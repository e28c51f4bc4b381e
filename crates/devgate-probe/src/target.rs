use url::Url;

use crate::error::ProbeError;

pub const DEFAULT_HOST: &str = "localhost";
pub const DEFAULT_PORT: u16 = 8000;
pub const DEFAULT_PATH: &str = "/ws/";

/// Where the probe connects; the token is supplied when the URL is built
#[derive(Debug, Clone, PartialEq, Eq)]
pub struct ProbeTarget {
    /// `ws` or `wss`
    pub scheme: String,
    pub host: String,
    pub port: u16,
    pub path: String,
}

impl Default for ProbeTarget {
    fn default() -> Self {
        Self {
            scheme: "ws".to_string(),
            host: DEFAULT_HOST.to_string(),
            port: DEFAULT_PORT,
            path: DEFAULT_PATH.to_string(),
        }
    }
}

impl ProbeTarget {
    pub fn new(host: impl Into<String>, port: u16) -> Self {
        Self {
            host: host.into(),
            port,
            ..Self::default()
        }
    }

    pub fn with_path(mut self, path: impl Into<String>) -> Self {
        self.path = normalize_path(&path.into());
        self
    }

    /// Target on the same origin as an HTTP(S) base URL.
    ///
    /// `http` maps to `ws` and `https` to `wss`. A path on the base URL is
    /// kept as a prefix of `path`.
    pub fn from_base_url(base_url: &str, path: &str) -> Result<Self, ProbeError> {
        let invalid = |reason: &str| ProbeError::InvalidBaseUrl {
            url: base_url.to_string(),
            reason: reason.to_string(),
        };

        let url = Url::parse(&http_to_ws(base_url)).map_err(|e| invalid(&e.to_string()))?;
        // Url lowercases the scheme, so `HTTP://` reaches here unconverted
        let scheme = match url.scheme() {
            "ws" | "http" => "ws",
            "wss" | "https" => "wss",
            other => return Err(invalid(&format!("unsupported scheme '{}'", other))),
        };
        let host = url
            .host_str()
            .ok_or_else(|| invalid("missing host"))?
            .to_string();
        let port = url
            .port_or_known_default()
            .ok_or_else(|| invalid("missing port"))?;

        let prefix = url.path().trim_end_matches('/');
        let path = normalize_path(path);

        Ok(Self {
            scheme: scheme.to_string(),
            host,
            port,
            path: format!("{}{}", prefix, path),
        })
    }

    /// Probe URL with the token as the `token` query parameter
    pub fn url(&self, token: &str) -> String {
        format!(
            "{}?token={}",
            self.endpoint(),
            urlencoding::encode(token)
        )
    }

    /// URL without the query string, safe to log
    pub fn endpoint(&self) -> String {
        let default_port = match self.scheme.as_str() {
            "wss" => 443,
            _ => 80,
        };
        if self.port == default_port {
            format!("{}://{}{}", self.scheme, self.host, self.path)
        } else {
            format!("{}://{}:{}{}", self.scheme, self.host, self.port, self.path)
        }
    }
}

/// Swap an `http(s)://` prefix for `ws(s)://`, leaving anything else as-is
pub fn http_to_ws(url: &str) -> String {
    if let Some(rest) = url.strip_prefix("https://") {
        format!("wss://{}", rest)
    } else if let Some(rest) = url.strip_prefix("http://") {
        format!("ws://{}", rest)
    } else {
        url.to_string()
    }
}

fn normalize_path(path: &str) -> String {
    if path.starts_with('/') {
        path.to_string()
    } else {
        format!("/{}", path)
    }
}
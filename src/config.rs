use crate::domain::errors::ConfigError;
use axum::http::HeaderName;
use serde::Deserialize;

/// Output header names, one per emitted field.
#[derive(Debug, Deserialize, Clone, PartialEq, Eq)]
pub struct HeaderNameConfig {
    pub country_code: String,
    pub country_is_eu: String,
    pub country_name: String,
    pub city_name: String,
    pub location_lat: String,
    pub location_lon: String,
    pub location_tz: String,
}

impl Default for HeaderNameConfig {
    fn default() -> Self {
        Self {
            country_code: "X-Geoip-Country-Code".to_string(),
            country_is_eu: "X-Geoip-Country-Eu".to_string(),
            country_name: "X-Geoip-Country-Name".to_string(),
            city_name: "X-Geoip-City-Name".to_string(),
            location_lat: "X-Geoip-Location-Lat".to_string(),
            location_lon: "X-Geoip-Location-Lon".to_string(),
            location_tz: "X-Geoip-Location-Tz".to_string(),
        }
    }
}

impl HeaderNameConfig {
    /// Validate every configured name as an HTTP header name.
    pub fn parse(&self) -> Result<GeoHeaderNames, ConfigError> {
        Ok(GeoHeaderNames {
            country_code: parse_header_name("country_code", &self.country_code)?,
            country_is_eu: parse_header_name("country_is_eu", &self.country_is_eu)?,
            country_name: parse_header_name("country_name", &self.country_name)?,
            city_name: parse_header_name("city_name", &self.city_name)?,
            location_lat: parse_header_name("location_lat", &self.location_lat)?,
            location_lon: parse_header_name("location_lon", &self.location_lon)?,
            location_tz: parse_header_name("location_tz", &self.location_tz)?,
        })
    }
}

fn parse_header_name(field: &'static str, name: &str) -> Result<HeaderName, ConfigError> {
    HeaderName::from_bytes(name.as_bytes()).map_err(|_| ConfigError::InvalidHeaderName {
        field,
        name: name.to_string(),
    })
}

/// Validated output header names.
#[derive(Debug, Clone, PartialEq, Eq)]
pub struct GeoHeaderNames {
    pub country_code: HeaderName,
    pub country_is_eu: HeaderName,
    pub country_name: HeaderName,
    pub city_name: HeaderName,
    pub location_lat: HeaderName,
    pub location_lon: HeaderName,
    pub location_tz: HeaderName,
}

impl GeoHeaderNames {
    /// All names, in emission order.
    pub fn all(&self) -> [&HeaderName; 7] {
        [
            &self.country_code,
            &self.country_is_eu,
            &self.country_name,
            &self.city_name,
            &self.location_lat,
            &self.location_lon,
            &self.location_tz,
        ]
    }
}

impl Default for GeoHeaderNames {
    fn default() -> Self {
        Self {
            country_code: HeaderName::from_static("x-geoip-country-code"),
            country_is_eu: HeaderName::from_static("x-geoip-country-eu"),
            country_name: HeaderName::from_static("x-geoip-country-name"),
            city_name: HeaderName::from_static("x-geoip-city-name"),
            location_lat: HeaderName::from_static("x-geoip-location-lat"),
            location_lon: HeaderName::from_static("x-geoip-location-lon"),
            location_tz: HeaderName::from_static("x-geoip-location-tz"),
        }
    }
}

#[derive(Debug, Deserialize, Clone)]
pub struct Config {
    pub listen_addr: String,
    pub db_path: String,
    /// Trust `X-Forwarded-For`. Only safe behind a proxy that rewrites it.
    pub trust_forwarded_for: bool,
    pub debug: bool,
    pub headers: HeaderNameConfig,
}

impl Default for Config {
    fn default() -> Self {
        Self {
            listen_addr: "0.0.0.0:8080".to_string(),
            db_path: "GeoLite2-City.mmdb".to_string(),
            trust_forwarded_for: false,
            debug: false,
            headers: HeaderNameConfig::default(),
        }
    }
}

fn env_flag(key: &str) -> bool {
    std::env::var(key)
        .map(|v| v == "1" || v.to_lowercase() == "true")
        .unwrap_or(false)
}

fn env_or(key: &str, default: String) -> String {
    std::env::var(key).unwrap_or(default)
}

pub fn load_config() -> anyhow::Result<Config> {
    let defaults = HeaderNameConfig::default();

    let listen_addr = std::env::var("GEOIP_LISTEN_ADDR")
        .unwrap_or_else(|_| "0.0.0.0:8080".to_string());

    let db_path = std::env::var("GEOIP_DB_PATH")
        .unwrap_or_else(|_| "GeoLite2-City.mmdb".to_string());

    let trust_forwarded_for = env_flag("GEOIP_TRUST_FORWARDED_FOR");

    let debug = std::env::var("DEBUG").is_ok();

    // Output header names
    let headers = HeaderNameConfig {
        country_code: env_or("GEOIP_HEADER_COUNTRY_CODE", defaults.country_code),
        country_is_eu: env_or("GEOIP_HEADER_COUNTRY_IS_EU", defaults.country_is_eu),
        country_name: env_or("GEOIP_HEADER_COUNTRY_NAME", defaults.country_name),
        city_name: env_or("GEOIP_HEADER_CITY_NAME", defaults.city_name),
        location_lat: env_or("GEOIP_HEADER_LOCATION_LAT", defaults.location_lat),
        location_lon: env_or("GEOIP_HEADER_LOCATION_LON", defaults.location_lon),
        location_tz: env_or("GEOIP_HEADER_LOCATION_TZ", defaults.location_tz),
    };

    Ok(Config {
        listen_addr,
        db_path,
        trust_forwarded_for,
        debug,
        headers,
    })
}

Brief — An exact copy of the lines above, from the one containing "pub const DEFAULT_HOST: &str" down to the one containing "base URL is" and including both, is the whole answer; retype it and nothing else.

Reply to the task —
pub const DEFAULT_HOST: &str = "localhost";
pub const DEFAULT_PORT: u16 = 8000;
pub const DEFAULT_PATH: &str = "/ws/";

/// Where the probe connects; the token is supplied when the URL is built
#[derive(Debug, Clone, PartialEq, Eq)]
pub struct ProbeTarget {
    /// `ws` or `wss`
    pub scheme: String,
    pub host: String,
    pub port: u16,
    pub path: String,
}

impl Default for ProbeTarget {
    fn default() -> Self {
        Self {
            scheme: "ws".to_string(),
            host: DEFAULT_HOST.to_string(),
            port: DEFAULT_PORT,
            path: DEFAULT_PATH.to_string(),
        }
    }
}

impl ProbeTarget {
    pub fn new(host: impl Into<String>, port: u16) -> Self {
        Self {
            host: host.into(),
            port,
            ..Self::default()
        }
    }

    pub fn with_path(mut self, path: impl Into<String>) -> Self {
        self.path = normalize_path(&path.into());
        self
    }

    /// Target on the same origin as an HTTP(S) base URL.
    ///
    /// `http` maps to `ws` and `https` to `wss`. A path on the base URL is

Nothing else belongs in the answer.